Com o objetivo de prevenir as doenças mentais, reduzir o número de afastamentos e combater o assédio moral, a COE (Comissão de Organização dos Empregado) do Santander quer que a direção da empresa ponha fim às metas.
O movimento sindical cobrou, em reunião realizada nesta terça-feira (10/04), a proibição de qualquer tipo de comparação entre os resultados obtidos, seja por agência, região ou ranking. A cláusula 35ª da convenção coletiva já impede a comparação. No entanto, o Santander vem descumprindo o acordo, como denunciado na última reunião do Comitê de Relações Trabalhistas.
Os representantes do banco consideram as metas apenas desafiadoras, mas possível. O tema deve ser debatido na próxima Mesa Temática de Saúde com a Fenaban (Federação Nacional dos Bancos).
Outros assuntos
O Santander ficou de agendar reunião específica para tratar das reivindicações referentes à manutenção do convênio médico e odontológico na aposentadoria.
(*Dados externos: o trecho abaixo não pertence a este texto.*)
//! Roll outcomes and their display formats.

use serde::{Deserialize, Serialize};

use super::DiceFormula;

/// The die whose natural extremes count as critical results.
pub const CRITICAL_DIE: u32 = 20;

/// How a single d20 is rolled.
#[derive(Debug, Clone, Copy, PartialEq, Eq, Hash, Default, Serialize, Deserialize)]
pub enum RollMode {
    /// One draw.
    #[default]
    Normal,
    /// Two draws, keep the higher.
    Advantage,
    /// Two draws, keep the lower.
    Disadvantage,
}

/// The outcome of rolling one formula.
#[derive(Debug, Clone, PartialEq, Eq, Serialize, Deserialize)]
pub struct RollResult {
    /// The formula as rolled, e.g. `1d20+5`.
    pub formula: String,
    /// Kept die values.
    pub rolls: Vec<u32>,
    /// The discarded draw of an advantage or disadvantage roll.
    pub dropped_rolls: Option<Vec<u32>>,
    /// Flat modifier included in `total`.
    pub modifier: i32,
    /// Sum of `rolls` plus `modifier`.
    pub total: i64,
    /// A kept d20 shows 20.
    pub is_natural_max: bool,
    /// Every kept d20 shows 1.
    pub is_natural_min: bool,
}

impl RollResult {
    /// Builds a result from kept rolls, computing the total and critical flags.
    #[must_use]
    pub fn new(formula: &DiceFormula, rolls: Vec<u32>, dropped_rolls: Option<Vec<u32>>) -> Self {
        let critical_die = formula.sides == CRITICAL_DIE;
        let is_natural_max = critical_die && rolls.contains(&CRITICAL_DIE);
        let is_natural_min = critical_die && !rolls.is_empty() && rolls.iter().all(|&r| r == 1);
        let total = dice_sum(&rolls) + i64::from(formula.modifier);
        Self {
            formula: formula.to_string(),
            rolls,
            dropped_rolls,
            modifier: formula.modifier,
            total,
            is_natural_max,
            is_natural_min,
        }
    }

    /// Sum of the kept dice, without the modifier.
    #[must_use]
    pub fn dice_total(&self) -> i64 {
        dice_sum(&self.rolls)
    }
}

fn dice_sum(rolls: &[u32]) -> i64 {
    rolls.iter().map(|&r| i64::from(r)).sum()
}

pub(super) fn join(values: &[u32]) -> String {
    values
        .iter()
        .map(ToString::to_string)
        .collect::<Vec<_>>()
        .join(" + ")
}

impl std::fmt::Display for RollResult {
    fn fmt(&self, f: &mut std::fmt::Formatter<'_>) -> std::fmt::Result {
        if self.is_natural_min {
            write!(f, "Critical Fail! ")?;
        } else if self.is_natural_max {
            write!(f, "Critical! ")?;
        }
        write!(f, "{}: [{}]", self.formula, join(&self.rolls))?;
        if let Some(dropped) = self.dropped_rolls.as_deref().filter(|d| !d.is_empty()) {
            write!(f, " (dropped: {})", join(dropped))?;
        }
        if self.modifier != 0 {
            write!(f, " {:+}", self.modifier)?;
        }
        write!(f, " = {}", self.total)
    }
}

/// An attack check with its damage.
#[derive(Debug, Clone, PartialEq, Eq, Serialize, Deserialize)]
pub struct AttackRoll {
    /// The d20 attack check.
    pub attack: RollResult,
    /// Damage dealt; on a critical hit it includes the second damage roll.
    pub damage: RollResult,
    /// The second, independent damage roll of a critical hit.
    pub crit_damage: Option<RollResult>,
}

impl AttackRoll {
    /// Returns true if the attack was a critical hit.
    #[must_use]
    pub fn is_critical(&self) -> bool {
        self.crit_damage.is_some()
    }
}

/// Independent rolls of several formulas.
#[derive(Debug, Clone, PartialEq, Eq, Serialize, Deserialize)]
pub struct MultiRoll {
    /// One result per formula, in request order.
    pub results: Vec<RollResult>,
    /// Sum of every result's total.
    pub grand_total: i64,
}

/// A quick roll of a dice string, as shown on action cards.
#[derive(Debug, Clone, PartialEq, Eq, Serialize, Deserialize)]
pub struct DiceStringRoll {
    /// The dice string as given.
    pub dice: String,
    /// Individual die values.
    pub rolls: Vec<u32>,
    /// Flat modifier.
    pub modifier: i32,
    /// Sum of the dice, without the modifier.
    pub total: i64,
    /// Sum of the dice plus the modifier.
    pub result: i64,
}

impl std::fmt::Display for DiceStringRoll {
    fn fmt(&self, f: &mut std::fmt::Formatter<'_>) -> std::fmt::Result {
        if let [single] = self.rolls.as_slice() {
            if self.modifier == 0 {
                return write!(f, "{}", self.result);
            }
            return write!(f, "{single}{:+} = {}", self.modifier, self.result);
        }

        write!(f, "{}", join(&self.rolls))?;
        if self.modifier != 0 {
            write!(f, "{:+}", self.modifier)?;
        }
        write!(f, " = {}", self.result)
    }
}

#[cfg(test)]
#[allow(clippy::unwrap_used)]
mod tests {
    use super::*;

    fn formula(text: &str) -> DiceFormula {
        text.parse().unwrap()
    }

    #[test]
    fn totals_include_modifier() {
        let r = RollResult::new(&formula("2d6-1"), vec![3, 5], None);
        assert_eq!(r.total, 7);
        assert_eq!(r.dice_total(), 8);
        assert_eq!(r.formula, "2d6-1");
    }

    #[test]
    fn natural_flags_only_apply_to_d20() {
        let crit = RollResult::new(&formula("1d20"), vec![20], None);
        assert!(crit.is_natural_max);
        assert!(!crit.is_natural_min);

        let fumble = RollResult::new(&formula("1d20+3"), vec![1], None);
        assert!(fumble.is_natural_min);
        assert!(!fumble.is_natural_max);

        let d6 = RollResult::new(&formula("1d6"), vec![6], None);
        assert!(!d6.is_natural_max);
        let d6_low = RollResult::new(&formula("1d6"), vec![1], None);
        assert!(!d6_low.is_natural_min);
    }

    #[test]
    fn natural_min_needs_every_die_at_one() {
        let r = RollResult::new(&formula("2d20"), vec![1, 7], None);
        assert!(!r.is_natural_min);
    }

    #[test]
    fn display_marks_critical_results() {
        let crit = RollResult::new(&formula("1d20+5"), vec![20], None);
        assert_eq!(crit.to_string(), "Critical! 1d20+5: [20] +5 = 25");

        let fumble = RollResult::new(&formula("1d20-2"), vec![1], Some(vec![14]));
        assert_eq!(fumble.to_string(), "Critical Fail! 1d20-2: [1] (dropped: 14) -2 = -1");
    }

    #[test]
    fn display_without_modifier() {
        let r = RollResult::new(&formula("3d6"), vec![2, 4, 6], None);
        assert_eq!(r.to_string(), "3d6: [2 + 4 + 6] = 12");
    }

    #[test]
    fn dice_string_formats() {
        let single = |rolls: Vec<u32>, modifier: i32| {
            let total: i64 = rolls.iter().map(|&r| i64::from(r)).sum();
            DiceStringRoll {
                dice: String::new(),
                rolls,
                modifier,
                total,
                result: total + i64::from(modifier),
            }
        };
        assert_eq!(single(vec![1], 3).to_string(), "1+3 = 4");
        assert_eq!(single(vec![5], 0).to_string(), "5");
        assert_eq!(single(vec![4], -1).to_string(), "4-1 = 3");
        assert_eq!(single(vec![2, 5], 0).to_string(), "2 + 5 = 7");
        assert_eq!(single(vec![2, 5], 2).to_string(), "2 + 5+2 = 9");
    }

    #[test]
    fn results_serialize_as_plain_data() {
        let r = RollResult::new(&formula("1d20"), vec![15], Some(vec![5]));
        let json = serde_json::to_value(&r).unwrap();
        assert_eq!(json["rolls"], serde_json::json!([15]));
        assert_eq!(json["dropped_rolls"], serde_json::json!([5]));
        let back: RollResult = serde_json::from_value(json).unwrap();
        assert_eq!(back, r);
    }

    #[test]
    fn mode_defaults_to_normal() {
        assert_eq!(RollMode::default(), RollMode::Normal);
    }
}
A categoria ainda cobrou a inclusão de pai e mãe como dependentes, a definição de meses fixos nos primeiro e segundo semestres, de cada ano, para solicitações de alterações nos planos existentes e o acesso aos contratos firmados.
O fim da contratação de uma empresa terceirizada para cadastrar e atender os funcionários afastados por motivos de saúde, melhorias nos procedimentos de RH e acesso às informações de funcionários afastados ou adoecidos também foram discutidos durante Fórum de Saúde e Condições de Trabalho.